--- SOURCE MATERIAL Enclosed Below ---

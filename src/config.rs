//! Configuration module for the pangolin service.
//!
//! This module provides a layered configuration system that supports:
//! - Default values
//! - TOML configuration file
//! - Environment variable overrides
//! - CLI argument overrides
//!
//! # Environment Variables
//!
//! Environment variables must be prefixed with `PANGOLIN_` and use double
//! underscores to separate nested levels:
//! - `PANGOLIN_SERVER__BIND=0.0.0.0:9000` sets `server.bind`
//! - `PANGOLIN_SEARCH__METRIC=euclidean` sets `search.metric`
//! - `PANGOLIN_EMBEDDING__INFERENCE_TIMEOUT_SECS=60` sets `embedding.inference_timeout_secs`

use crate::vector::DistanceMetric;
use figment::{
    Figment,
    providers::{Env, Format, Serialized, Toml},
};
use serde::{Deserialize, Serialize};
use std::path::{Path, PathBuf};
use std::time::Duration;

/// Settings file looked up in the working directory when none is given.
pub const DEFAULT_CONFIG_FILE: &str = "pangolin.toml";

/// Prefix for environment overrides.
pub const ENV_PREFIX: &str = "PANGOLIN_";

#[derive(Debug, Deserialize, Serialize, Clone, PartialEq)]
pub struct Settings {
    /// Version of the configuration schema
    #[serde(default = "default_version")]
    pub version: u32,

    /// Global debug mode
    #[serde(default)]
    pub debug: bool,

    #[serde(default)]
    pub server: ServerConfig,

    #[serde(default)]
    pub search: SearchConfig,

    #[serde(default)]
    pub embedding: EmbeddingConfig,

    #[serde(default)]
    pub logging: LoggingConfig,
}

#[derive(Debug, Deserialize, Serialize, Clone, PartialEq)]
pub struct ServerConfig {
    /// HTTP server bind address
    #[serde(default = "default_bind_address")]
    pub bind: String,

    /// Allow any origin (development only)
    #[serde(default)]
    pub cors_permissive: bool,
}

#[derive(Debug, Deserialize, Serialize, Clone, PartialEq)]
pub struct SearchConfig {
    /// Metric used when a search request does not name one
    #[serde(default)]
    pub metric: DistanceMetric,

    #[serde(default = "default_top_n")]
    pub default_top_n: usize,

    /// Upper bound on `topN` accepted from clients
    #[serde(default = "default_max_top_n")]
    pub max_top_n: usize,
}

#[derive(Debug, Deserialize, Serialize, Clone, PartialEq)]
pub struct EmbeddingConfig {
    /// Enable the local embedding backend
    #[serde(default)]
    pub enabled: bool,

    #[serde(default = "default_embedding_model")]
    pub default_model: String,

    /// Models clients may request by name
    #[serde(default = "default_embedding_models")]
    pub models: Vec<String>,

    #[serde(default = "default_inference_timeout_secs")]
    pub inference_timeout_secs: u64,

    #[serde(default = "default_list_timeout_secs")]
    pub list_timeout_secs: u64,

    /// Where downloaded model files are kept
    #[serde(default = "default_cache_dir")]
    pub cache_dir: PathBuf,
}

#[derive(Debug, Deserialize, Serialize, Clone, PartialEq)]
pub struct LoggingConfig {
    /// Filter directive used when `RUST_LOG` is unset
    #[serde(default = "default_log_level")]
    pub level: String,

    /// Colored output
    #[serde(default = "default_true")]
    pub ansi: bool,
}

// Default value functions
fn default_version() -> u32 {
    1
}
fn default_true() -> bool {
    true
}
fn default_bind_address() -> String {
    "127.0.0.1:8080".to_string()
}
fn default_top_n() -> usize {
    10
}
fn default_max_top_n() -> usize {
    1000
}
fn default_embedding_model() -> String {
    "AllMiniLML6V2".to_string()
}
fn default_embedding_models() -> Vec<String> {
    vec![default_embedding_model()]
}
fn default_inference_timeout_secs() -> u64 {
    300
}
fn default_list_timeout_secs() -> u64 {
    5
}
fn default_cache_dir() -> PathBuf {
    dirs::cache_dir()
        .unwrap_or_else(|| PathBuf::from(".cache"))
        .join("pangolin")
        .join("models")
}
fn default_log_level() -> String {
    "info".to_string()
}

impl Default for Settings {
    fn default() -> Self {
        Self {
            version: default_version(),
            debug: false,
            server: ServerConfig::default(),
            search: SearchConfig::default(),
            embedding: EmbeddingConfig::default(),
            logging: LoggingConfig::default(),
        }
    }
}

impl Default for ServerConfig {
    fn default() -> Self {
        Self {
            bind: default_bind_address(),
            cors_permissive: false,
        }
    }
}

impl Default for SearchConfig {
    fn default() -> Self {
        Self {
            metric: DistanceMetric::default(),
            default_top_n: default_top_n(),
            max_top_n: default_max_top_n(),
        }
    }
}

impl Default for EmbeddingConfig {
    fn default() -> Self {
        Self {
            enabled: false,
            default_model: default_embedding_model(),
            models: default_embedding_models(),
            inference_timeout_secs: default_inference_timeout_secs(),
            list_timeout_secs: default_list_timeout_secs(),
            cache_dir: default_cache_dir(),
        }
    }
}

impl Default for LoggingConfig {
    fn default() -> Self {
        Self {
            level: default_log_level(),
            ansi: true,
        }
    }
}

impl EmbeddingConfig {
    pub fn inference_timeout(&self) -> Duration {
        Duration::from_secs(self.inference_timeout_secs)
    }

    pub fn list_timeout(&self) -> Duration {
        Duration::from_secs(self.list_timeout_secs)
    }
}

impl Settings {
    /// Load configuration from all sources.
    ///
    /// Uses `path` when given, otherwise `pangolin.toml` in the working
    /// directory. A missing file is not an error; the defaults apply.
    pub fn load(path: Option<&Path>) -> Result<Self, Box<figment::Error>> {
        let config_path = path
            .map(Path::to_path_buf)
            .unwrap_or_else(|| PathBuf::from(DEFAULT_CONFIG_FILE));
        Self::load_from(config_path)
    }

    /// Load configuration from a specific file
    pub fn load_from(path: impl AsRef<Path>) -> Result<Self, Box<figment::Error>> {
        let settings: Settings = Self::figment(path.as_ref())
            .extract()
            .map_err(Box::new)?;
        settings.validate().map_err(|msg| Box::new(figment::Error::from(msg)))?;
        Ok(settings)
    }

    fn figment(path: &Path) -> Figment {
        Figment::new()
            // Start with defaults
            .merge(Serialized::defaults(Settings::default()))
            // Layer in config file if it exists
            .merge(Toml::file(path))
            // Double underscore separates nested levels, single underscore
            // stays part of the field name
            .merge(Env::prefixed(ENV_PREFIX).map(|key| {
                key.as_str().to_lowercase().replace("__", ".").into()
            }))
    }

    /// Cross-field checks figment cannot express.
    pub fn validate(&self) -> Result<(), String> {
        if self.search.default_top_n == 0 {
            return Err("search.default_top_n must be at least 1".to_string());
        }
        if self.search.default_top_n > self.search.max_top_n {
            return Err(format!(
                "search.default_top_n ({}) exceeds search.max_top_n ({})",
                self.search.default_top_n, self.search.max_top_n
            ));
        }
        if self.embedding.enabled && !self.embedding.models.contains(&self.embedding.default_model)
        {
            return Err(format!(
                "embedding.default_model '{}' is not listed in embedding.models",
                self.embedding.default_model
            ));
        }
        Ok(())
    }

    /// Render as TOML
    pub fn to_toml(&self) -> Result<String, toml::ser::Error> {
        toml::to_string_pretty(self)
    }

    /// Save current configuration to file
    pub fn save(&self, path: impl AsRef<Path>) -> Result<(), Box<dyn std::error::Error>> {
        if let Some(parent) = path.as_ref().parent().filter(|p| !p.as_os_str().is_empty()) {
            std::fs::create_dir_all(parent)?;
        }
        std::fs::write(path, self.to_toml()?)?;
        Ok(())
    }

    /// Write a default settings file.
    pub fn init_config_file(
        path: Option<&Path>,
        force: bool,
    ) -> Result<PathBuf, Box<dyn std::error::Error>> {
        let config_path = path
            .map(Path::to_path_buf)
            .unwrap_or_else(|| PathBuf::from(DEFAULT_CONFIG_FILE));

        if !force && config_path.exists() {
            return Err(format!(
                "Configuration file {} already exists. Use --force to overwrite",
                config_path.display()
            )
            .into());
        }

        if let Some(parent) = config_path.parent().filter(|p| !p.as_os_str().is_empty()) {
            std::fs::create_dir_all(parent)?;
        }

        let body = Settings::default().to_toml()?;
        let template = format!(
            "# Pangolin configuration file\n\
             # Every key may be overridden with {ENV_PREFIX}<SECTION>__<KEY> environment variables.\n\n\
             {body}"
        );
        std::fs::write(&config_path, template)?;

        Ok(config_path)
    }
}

--- End of Enclosed SOURCE MATERIAL ---

- [WHAT NEEDS TO BE DONE]:
Which of the lines in the material carry the string "EmbeddingConfig"? Pull them out.

- [TASK RESULT]:
    pub embedding: EmbeddingConfig,
pub struct EmbeddingConfig {
            embedding: EmbeddingConfig::default(),
impl Default for EmbeddingConfig {
impl EmbeddingConfig {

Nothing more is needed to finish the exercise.